Et le pyjama alors ? Que portaient les gens la nuit avant ? Et bien la fameuse chemise de nuit ! Ou simplement la tenue d’Adam et d’Ève ! Ça a varié suivant les époques et les coutumes. Quelle que soit la forme qu’il prenne aujourd’hui, le pyjama ou n'importe quelle tenue de lit, est devenu un élément important de notre garde-robe – peut-être même encore plus depuis 2020, avec le Covid et l’augmentation du temps passé à la maison. Je ne connais personne qui penserait se coucher avec sa tenue de jour. Ça me paraît même un peu sale, va savoir où tu as traîné tes guêtres et posé tes fesses toute la journée. Même un vieux tee-shirt troué mais dédié à la nuit fera l’affaire !

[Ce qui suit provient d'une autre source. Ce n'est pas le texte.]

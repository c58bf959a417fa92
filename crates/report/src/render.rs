//! Text rendering for estimates, summaries and quality reports.

use aitea_core::{Feature, FeatureId, ProjectEstimate, TrackedTimeEntry};
use aitea_estimation::{ScenarioComparison, SeedReconciliation};
use aitea_tracking::QualityReport;
use comfy_table::presets::UTF8_FULL;
use comfy_table::{Cell, ContentArrangement, Table};
use serde::Serialize;
use std::collections::HashMap;

use crate::service::{Result, TrackingSummary, UNKNOWN_LABEL};

/// How command output is rendered.
#[derive(Debug, Clone, Copy, PartialEq, Eq, Default)]
pub enum OutputFormat {
    #[default]
    Table,
    Json,
    Csv,
}

impl OutputFormat {
    /// Get string representation.
    pub fn as_str(&self) -> &'static str {
        match self {
            OutputFormat::Table => "table",
            OutputFormat::Json => "json",
            OutputFormat::Csv => "csv",
        }
    }
}

impl std::fmt::Display for OutputFormat {
    fn fmt(&self, f: &mut std::fmt::Formatter<'_>) -> std::fmt::Result {
        f.write_str(self.as_str())
    }
}

impl std::str::FromStr for OutputFormat {
    type Err = String;

    fn from_str(s: &str) -> std::result::Result<Self, Self::Err> {
        match s.trim().to_lowercase().as_str() {
            "table" => Ok(OutputFormat::Table),
            "json" => Ok(OutputFormat::Json),
            "csv" => Ok(OutputFormat::Csv),
            other => Err(format!("unknown output format '{}' (expected table, json or csv)", other)),
        }
    }
}

fn table() -> Table {
    let mut table = Table::new();
    table.load_preset(UTF8_FULL).set_content_arrangement(ContentArrangement::Dynamic);
    table
}

fn hours(value: f64) -> String {
    format!("{:.1}", value)
}

fn days(value: f64, hours_per_day: f64) -> String {
    if hours_per_day > 0.0 {
        format!("{:.1}", value / hours_per_day)
    } else {
        "-".to_string()
    }
}

/// Pretty-printed JSON for any serializable value.
pub fn to_json<T: Serialize + ?Sized>(value: &T) -> Result<String> {
    Ok(serde_json::to_string_pretty(value)?)
}

/// One row per feature plus a total row.
///
/// With `hours_per_day` set, a `Days` column follows `Hours`.
pub fn estimate_table(project: &ProjectEstimate, hours_per_day: Option<f64>) -> String {
    let mut table = table();
    let mut header = vec!["Feature", "Hours"];
    if hours_per_day.is_some() {
        header.push("Days");
    }
    header.extend(["Low", "High", "Confidence", "Source", "Samples"]);
    table.set_header(header);

    let row = |name: &str, value: f64, low: f64, high: f64, confidence: &str, source: &str, samples: String| {
        let mut cells = vec![Cell::new(name), Cell::new(hours(value))];
        if let Some(per_day) = hours_per_day {
            cells.push(Cell::new(days(value, per_day)));
        }
        cells.extend([
            Cell::new(hours(low)),
            Cell::new(hours(high)),
            Cell::new(confidence),
            Cell::new(source),
            Cell::new(samples),
        ]);
        cells
    };

    for f in &project.features {
        let samples = if f.excluded_count > 0 {
            format!("{} ({} excluded)", f.sample_count, f.excluded_count)
        } else {
            f.sample_count.to_string()
        };
        table.add_row(row(
            &f.feature_name,
            f.hours,
            f.low,
            f.high,
            f.confidence.as_str(),
            f.source.as_str(),
            samples,
        ));
    }
    table.add_row(row(
        "TOTAL",
        project.total_hours,
        project.total_low,
        project.total_high,
        project.confidence.as_str(),
        "",
        String::new(),
    ));
    table.to_string()
}

/// CSV with a header row and one row per feature.
pub fn estimate_csv(project: &ProjectEstimate) -> String {
    let mut out = String::from("feature,style,hours,low,high,confidence,source,samples,excluded\n");
    for f in &project.features {
        out.push_str(&format!(
            "{},{},{:.2},{:.2},{:.2},{},{},{},{}\n",
            csv_field(&f.feature_name),
            f.style,
            f.hours,
            f.low,
            f.high,
            f.confidence,
            f.source.as_str(),
            f.sample_count,
            f.excluded_count,
        ));
    }
    out
}

fn csv_field(value: &str) -> String {
    if value.contains([',', '"', '\n']) {
        format!("\"{}\"", value.replace('"', "\"\""))
    } else {
        value.to_string()
    }
}

/// Horizontal bars of `#` scaled so the largest value spans `width`.
pub fn bar_chart(rows: &[(String, f64)], width: usize) -> String {
    let max = rows.iter().map(|(_, v)| *v).fold(0.0_f64, f64::max);
    let label_width = rows.iter().map(|(l, _)| l.chars().count()).max().unwrap_or(0);

    let mut out = String::new();
    for (label, value) in rows {
        let len = if max > 0.0 {
            ((value / max) * width as f64).round() as usize
        } else {
            0
        };
        out.push_str(&format!(
            "{:<lw$} | {} {}\n",
            label,
            "#".repeat(len),
            hours(*value),
            lw = label_width
        ));
    }
    out
}

/// Totals followed by per-feature, per-team and per-member breakdowns.
///
/// With `hours_per_day` set, each breakdown gains a `Days` column.
pub fn summary_table(summary: &TrackingSummary, hours_per_day: Option<f64>) -> String {
    let mut out = format!(
        "{} features, {} entries, {} hours tracked",
        summary.feature_count,
        summary.entry_count,
        hours(summary.total_hours)
    );
    if let Some(per_day) = hours_per_day {
        out.push_str(&format!(" ({} days)", days(summary.total_hours, per_day)));
    }
    out.push('\n');
    for (title, rows) in [
        ("Feature", &summary.by_feature),
        ("Team", &summary.by_team),
        ("Member", &summary.by_member),
    ] {
        if rows.is_empty() {
            continue;
        }
        let mut table = table();
        let mut header = vec![title, "Hours"];
        if hours_per_day.is_some() {
            header.push("Days");
        }
        header.push("Share");
        table.set_header(header);
        for (name, value) in rows {
            let share = if summary.total_hours > 0.0 {
                format!("{:.0}%", value / summary.total_hours * 100.0)
            } else {
                "-".to_string()
            };
            let mut cells = vec![name.clone(), hours(*value)];
            if let Some(per_day) = hours_per_day {
                cells.push(days(*value, per_day));
            }
            cells.push(share);
            table.add_row(cells);
        }
        out.push('\n');
        out.push_str(&table.to_string());
        out.push('\n');
    }
    out
}

/// Library listing.
pub fn feature_table(features: &[Feature]) -> String {
    let mut table = table();
    table.set_header(vec!["Name", "Team", "Process", "Seed", "Synonyms", "Id"]);
    for f in features {
        table.add_row(vec![
            f.name.clone(),
            f.team.clone(),
            f.process.clone(),
            hours(f.seed_hours),
            f.synonyms.join(", "),
            f.id.to_string(),
        ]);
    }
    table.to_string()
}

fn names(features: &[Feature]) -> HashMap<FeatureId, &str> {
    features.iter().map(|f| (f.id, f.name.as_str())).collect()
}

/// Tracked time listing with feature names resolved.
pub fn entries_table(entries: &[TrackedTimeEntry], features: &[Feature]) -> String {
    let names = names(features);
    let mut table = table();
    table.set_header(vec!["Date", "Feature", "Member", "Hours", "Notes"]);
    for e in entries {
        table.add_row(vec![
            e.date.to_string(),
            names.get(&e.feature_id).copied().unwrap_or(UNKNOWN_LABEL).to_string(),
            e.member.clone(),
            hours(e.hours),
            e.notes.clone().unwrap_or_default(),
        ]);
    }
    table.to_string()
}

/// Seed versus actual comparison.
pub fn reconciliation_table(rows: &[SeedReconciliation]) -> String {
    let mut table = table();
    table.set_header(vec!["Feature", "Seed", "Actual", "Ratio", "Samples", "Verdict"]);
    for r in rows {
        let ratio = if r.ratio.is_finite() {
            format!("{:.2}", r.ratio)
        } else {
            "-".to_string()
        };
        table.add_row(vec![
            r.feature_name.clone(),
            hours(r.seed),
            hours(r.actual),
            ratio,
            r.sample_count.to_string(),
            r.verdict.as_str().to_string(),
        ]);
    }
    table.to_string()
}

/// Every duplicate group, anomaly and orphan, one per line.
pub fn quality_table(report: &QualityReport, features: &[Feature]) -> String {
    if report.is_clean() {
        return "No quality issues found.\n".to_string();
    }
    let names = names(features);
    let name = |id: &FeatureId| names.get(id).copied().unwrap_or(UNKNOWN_LABEL).to_string();

    let mut table = table();
    table.set_header(vec!["Issue", "Feature", "Detail"]);
    for d in &report.duplicates {
        table.add_row(vec![
            "duplicate".to_string(),
            name(&d.feature_id),
            format!("{} entries by {} on {}", d.entries.len(), d.member, d.date),
        ]);
    }
    for a in &report.anomalies {
        table.add_row(vec![
            "anomaly".to_string(),
            name(&a.feature_id),
            format!("{} h vs median {} h ({:.0}% off)", hours(a.hours), hours(a.median), a.deviation * 100.0),
        ]);
    }
    for id in &report.orphans {
        table.add_row(vec!["orphan".to_string(), UNKNOWN_LABEL.to_string(), format!("entry {}", id)]);
    }
    table.to_string()
}

/// Totals for the best, likely and worst cases.
pub fn scenario_table(comparison: &ScenarioComparison) -> String {
    let mut table = table();
    table.set_header(vec!["Case", "Features", "Hours", "Low", "High", "Confidence"]);
    for case in aitea_core::ScenarioCase::ALL {
        let estimate = comparison.case(case);
        table.add_row(vec![
            case.as_str().to_string(),
            estimate.features.len().to_string(),
            hours(estimate.total_hours),
            hours(estimate.total_low),
            hours(estimate.total_high),
            estimate.confidence.as_str().to_string(),
        ]);
    }
    format!("{}\nSpread: {} hours\n", table, hours(comparison.spread()))
}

Et bien figure-toi que la plupart des Indiens qui pourtant trouvent sales et impensables de marcher dans la maison avec des chaussures, aiment encore dormir tout habillés de leur tenue de jour. Je ne te raconte pas la tête de nos voisins de couchette quand ma mère se met en pyjama dans le train (le plus discrètement possible mais quand même…) Traditionnellement, les gens qui rentrent à la maison doivent se laver les mains et les pieds, mais la douche est un évènement matinal voir diurne, à quelques exceptions près.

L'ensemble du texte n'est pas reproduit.